**Work order**
Your answer should consist solely of the lines from the first line of the data through the line with "pub fn chunks(&self)", each reproduced exactly.

**Provided records**
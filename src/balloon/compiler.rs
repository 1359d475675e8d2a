//! Balloon template compiler
//!
//! A template is HTML with `<3DCityDB>...</3DCityDB>` spans. Compilation
//! tokenizes the text into literal and marker tokens, parses balanced spans
//! recursively, and turns every top-level span into a [`BalloonStatement`].
//! Literal text between spans becomes a chunk, so a template with N
//! statements always has N + 1 chunks.

use super::sql;
use super::statement::{BalloonStatement, Segment};
use crate::domain::{CityKmlError, Result, TemplateError};
use std::path::Path;

/// Opening marker of a statement span (matched case-insensitively)
pub const START_MARKER: &str = "<3DCityDB>";

/// Closing marker of a statement span (matched case-insensitively)
pub const END_MARKER: &str = "</3DCityDB>";

/// A template ready for rendering
///
/// Built once and shared between workers; the statements memoize their SQL
/// internally.
#[derive(Debug)]
pub struct CompiledTemplate {
    chunks: Vec<String>,
    statements: Vec<BalloonStatement>,
}

impl CompiledTemplate {
    pub fn chunks(&self) -> &[String] {
        &self.chunks
    }

    pub fn statements(&self) -> &[BalloonStatement] {
        &self.statements
    }

    /// True if the template contains no statements at all
    pub fn is_static(&self) -> bool {
        self.statements.is_empty()
    }
}

#[derive(Debug, Clone, Copy, PartialEq, Eq)]
enum TokenKind {
    Text,
    Open,
    Close,
}

#[derive(Debug, Clone, Copy)]
struct Token {
    kind: TokenKind,
    start: usize,
    end: usize,
}

fn tokenize(source: &str) -> Vec<Token> {
    // ASCII lowercasing keeps byte offsets intact
    let lower = source.to_ascii_lowercase();
    let open = START_MARKER.to_ascii_lowercase();
    let close = END_MARKER.to_ascii_lowercase();

    let mut tokens = Vec::new();
    let mut text_start = 0;
    let mut pos = 0;

    while let Some(found) = lower[pos..].find('<') {
        let at = pos + found;
        let rest = &lower[at..];
        let marker = if rest.starts_with(&open) {
            Some((TokenKind::Open, open.len()))
        } else if rest.starts_with(&close) {
            Some((TokenKind::Close, close.len()))
        } else {
            None
        };

        match marker {
            Some((kind, len)) => {
                if text_start < at {
                    tokens.push(Token {
                        kind: TokenKind::Text,
                        start: text_start,
                        end: at,
                    });
                }
                tokens.push(Token {
                    kind,
                    start: at,
                    end: at + len,
                });
                pos = at + len;
                text_start = pos;
            }
            None => pos = at + 1,
        }
    }

    if text_start < source.len() {
        tokens.push(Token {
            kind: TokenKind::Text,
            start: text_start,
            end: source.len(),
        });
    }

    tokens
}

#[derive(Debug)]
enum Node {
    Text { start: usize, end: usize },
    Span(Span),
}

#[derive(Debug)]
struct Span {
    open: usize,
    content_start: usize,
    content_end: usize,
    close_end: usize,
    children: Vec<Node>,
}

impl Span {
    fn has_inner_spans(&self) -> bool {
        self.children.iter().any(|c| matches!(c, Node::Span(_)))
    }

    fn raw<'a>(&self, source: &'a str) -> &'a str {
        &source[self.content_start..self.content_end]
    }
}

struct Parser {
    tokens: std::vec::IntoIter<Token>,
}

impl Parser {
    fn parse_top_level(&mut self) -> std::result::Result<Vec<Node>, TemplateError> {
        let mut nodes = Vec::new();
        while let Some(token) = self.tokens.next() {
            match token.kind {
                // A stray end marker outside any span is literal text
                TokenKind::Text | TokenKind::Close => nodes.push(Node::Text {
                    start: token.start,
                    end: token.end,
                }),
                TokenKind::Open => nodes.push(Node::Span(self.parse_span(token)?)),
            }
        }
        Ok(nodes)
    }

    fn parse_span(&mut self, open: Token) -> std::result::Result<Span, TemplateError> {
        let mut children = Vec::new();
        while let Some(token) = self.tokens.next() {
            match token.kind {
                TokenKind::Text => children.push(Node::Text {
                    start: token.start,
                    end: token.end,
                }),
                TokenKind::Open => children.push(Node::Span(self.parse_span(token)?)),
                TokenKind::Close => {
                    return Ok(Span {
                        open: open.start,
                        content_start: open.end,
                        content_end: token.start,
                        close_end: token.end,
                        children,
                    })
                }
            }
        }
        Err(TemplateError::syntax(
            open.start,
            "start marker has no matching end marker",
        ))
    }
}

fn is_end_foreach(raw: &str) -> bool {
    let words: Vec<&str> = raw.split_whitespace().collect();
    match words.as_slice() {
        [one] => one.eq_ignore_ascii_case("ENDFOREACH"),
        [end, foreach] => end.eq_ignore_ascii_case("END") && foreach.eq_ignore_ascii_case("FOREACH"),
        _ => false,
    }
}

fn build_statement(source: &str, span: &Span) -> BalloonStatement {
    let raw = span.raw(source);
    if !span.has_inner_spans() {
        return BalloonStatement::simple(raw);
    }

    let segments = span
        .children
        .iter()
        .map(|child| match child {
            Node::Text { start, end } => Segment::Text(source[*start..*end].to_string()),
            Node::Span(inner) => Segment::Inner(Box::new(build_statement(source, inner))),
        })
        .collect();
    BalloonStatement::nested(raw, segments)
}

/// Compiles template text
///
/// # Errors
///
/// Returns `TemplateError::Syntax` when a start marker has no matching end
/// marker, a FOREACH block is not closed by ENDFOREACH, or an ENDFOREACH
/// appears without a FOREACH.
///
/// # Examples
///
/// ```
/// use citykml::balloon::compile;
///
/// let template = compile("<b><3DCityDB>BUILDING/NAME</3DCityDB></b>").unwrap();
/// assert_eq!(template.chunks(), &["<b>".to_string(), "</b>".to_string()]);
/// assert_eq!(template.statements().len(), 1);
/// ```
pub fn compile(source: &str) -> std::result::Result<CompiledTemplate, TemplateError> {
    let mut parser = Parser {
        tokens: tokenize(source).into_iter(),
    };
    let nodes = parser.parse_top_level()?;

    let mut chunks = Vec::new();
    let mut statements = Vec::new();
    let mut chunk = String::new();
    let mut nodes = nodes.into_iter();

    while let Some(node) = nodes.next() {
        let span = match node {
            Node::Text { start, end } => {
                chunk.push_str(&source[start..end]);
                continue;
            }
            Node::Span(span) => span,
        };

        let raw = span.raw(source);
        if is_end_foreach(raw) {
            return Err(TemplateError::syntax(
                span.open,
                "ENDFOREACH without a preceding FOREACH",
            ));
        }

        let statement = if sql::strip_foreach(raw).is_some() {
            if span.has_inner_spans() {
                return Err(TemplateError::syntax(
                    span.open,
                    "FOREACH header cannot contain nested statements",
                ));
            }

            let end = loop {
                match nodes.next() {
                    Some(Node::Text { .. }) => continue,
                    Some(Node::Span(next)) if is_end_foreach(next.raw(source)) => break next,
                    Some(Node::Span(next)) => {
                        return Err(TemplateError::syntax(
                            next.open,
                            "FOREACH block must be closed before the next statement",
                        ))
                    }
                    None => {
                        return Err(TemplateError::syntax(
                            span.open,
                            "FOREACH block lacks its closing ENDFOREACH marker",
                        ))
                    }
                }
            };

            BalloonStatement::foreach(raw, &source[span.close_end..end.open])
        } else {
            build_statement(source, &span)
        };

        chunks.push(std::mem::take(&mut chunk));
        statements.push(statement);
    }

    chunks.push(chunk);
    Ok(CompiledTemplate { chunks, statements })
}

/// Reads and compiles a template file
///
/// # Errors
///
/// Returns `CityKmlError::Io` if the file cannot be read and
/// `CityKmlError::Template` if it does not compile.
pub fn compile_file(path: impl AsRef<Path>) -> Result<CompiledTemplate> {
    let path = path.as_ref();
    let source = std::fs::read_to_string(path).map_err(|e| {
        CityKmlError::Io(format!("Failed to read template {}: {}", path.display(), e))
    })?;
    Ok(compile(&source)?)
}
//! Minimal geometry and scene model
//!
//! The exporter does not interpret geometry beyond what the downstream
//! serializers need: flat ordinate arrays grouped into surfaces, optionally
//! carrying a texture reference.

use serde::{Deserialize, Serialize};
use std::collections::BTreeSet;

/// Geometry primitive kind
#[derive(Debug, Clone, Copy, PartialEq, Eq, Serialize, Deserialize)]
#[serde(rename_all = "snake_case")]
pub enum GeometryKind {
    Point,
    LineString,
    Polygon,
    MultiPoint,
    MultiLineString,
    MultiPolygon,
    Collection,
}

/// A decoded database geometry
///
/// Ordinates are stored flat, `dimension` values per vertex. Ring and part
/// boundaries are kept in `parts` as vertex counts so polygons can be
/// reassembled downstream.
#[derive(Debug, Clone, PartialEq, Serialize, Deserialize)]
pub struct Geometry {
    pub kind: GeometryKind,
    pub srid: Option<i32>,
    pub dimension: u8,
    pub ordinates: Vec<f64>,
    pub parts: Vec<usize>,
}

impl Geometry {
    /// Creates a geometry from a single part
    pub fn new(kind: GeometryKind, dimension: u8, ordinates: Vec<f64>) -> Self {
        let vertices = if dimension == 0 {
            0
        } else {
            ordinates.len() / dimension as usize
        };
        Self {
            kind,
            srid: None,
            dimension,
            ordinates,
            parts: vec![vertices],
        }
    }

    /// Sets the spatial reference id
    pub fn with_srid(mut self, srid: i32) -> Self {
        self.srid = Some(srid);
        self
    }

    /// Number of vertices
    pub fn vertex_count(&self) -> usize {
        if self.dimension == 0 {
            return 0;
        }
        self.ordinates.len() / self.dimension as usize
    }

    /// Flat parenthesized ordinate list, e.g. `(1,2,3,4,5,6)`
    pub fn to_ordinate_string(&self) -> String {
        let joined = self
            .ordinates
            .iter()
            .map(|o| o.to_string())
            .collect::<Vec<_>>()
            .join(",");
        format!("({joined})")
    }

    /// Highest z value, if the geometry is 3D
    ///
    /// A trailing partial vertex is ignored.
    pub fn max_z(&self) -> Option<f64> {
        if self.dimension < 3 {
            return None;
        }
        self.ordinates
            .chunks_exact(self.dimension as usize)
            .map(|v| v[2])
            .fold(None, |acc: Option<f64>, z| Some(acc.map_or(z, |m| m.max(z))))
    }
}

/// One renderable surface of an exported object
#[derive(Debug, Clone, PartialEq, Serialize, Deserialize)]
pub struct Surface {
    /// Row id in the surface geometry table
    pub surface_id: i64,
    pub geometry: Geometry,
    /// Image URI of the texture applied to this surface
    #[serde(skip_serializing_if = "Option::is_none")]
    pub texture: Option<String>,
    /// Texture coordinates as flat (s, t) pairs
    #[serde(default, skip_serializing_if = "Vec::is_empty")]
    pub texture_coordinates: Vec<f64>,
}

/// Ordered surfaces of one or more objects
#[derive(Debug, Clone, Default, PartialEq, Serialize, Deserialize)]
pub struct SceneGeometry {
    pub surfaces: Vec<Surface>,
    /// Extrusion height for the extruded display form
    #[serde(skip_serializing_if = "Option::is_none")]
    pub extrusion_height: Option<f64>,
}

impl SceneGeometry {
    /// Whether there is nothing to render
    pub fn is_empty(&self) -> bool {
        self.surfaces.is_empty()
    }

    /// Moves all surfaces of `other` to the end of this scene
    pub fn append(&mut self, mut other: SceneGeometry) {
        self.surfaces.append(&mut other.surfaces);
    }
}

/// Unique texture images referenced by a scene
#[derive(Debug, Clone, Default, PartialEq, Serialize, Deserialize)]
pub struct TextureSet {
    pub images: BTreeSet<String>,
}

impl TextureSet {
    /// Collects the texture images used by a scene
    pub fn from_scene(scene: &SceneGeometry) -> Self {
        Self {
            images: scene
                .surfaces
                .iter()
                .filter_map(|s| s.texture.clone())
                .collect(),
        }
    }

    /// Number of distinct images
    pub fn len(&self) -> usize {
        self.images.len()
    }

    /// Whether no textures are referenced
    pub fn is_empty(&self) -> bool {
        self.images.is_empty()
    }

    /// Merges another set into this one
    pub fn extend(&mut self, other: TextureSet) {
        self.images.extend(other.images);
    }
}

**Problem solution**
filename src/balloon/compiler.rs
repository 1359d475675e8d2a
//! Balloon template compiler
//!
//! A template is HTML with `<3DCityDB>...</3DCityDB>` spans. Compilation
//! tokenizes the text into literal and marker tokens, parses balanced spans
//! recursively, and turns every top-level span into a [`BalloonStatement`].
//! Literal text between spans becomes a chunk, so a template with N
//! statements always has N + 1 chunks.

use super::sql;
use super::statement::{BalloonStatement, Segment};
use crate::domain::{CityKmlError, Result, TemplateError};
use std::path::Path;

/// Opening marker of a statement span (matched case-insensitively)
pub const START_MARKER: &str = "<3DCityDB>";

/// Closing marker of a statement span (matched case-insensitively)
pub const END_MARKER: &str = "</3DCityDB>";

/// A template ready for rendering
///
/// Built once and shared between workers; the statements memoize their SQL
/// internally.
#[derive(Debug)]
pub struct CompiledTemplate {
    chunks: Vec<String>,
    statements: Vec<BalloonStatement>,
}

impl CompiledTemplate {
    pub fn chunks(&self) -> &[String] {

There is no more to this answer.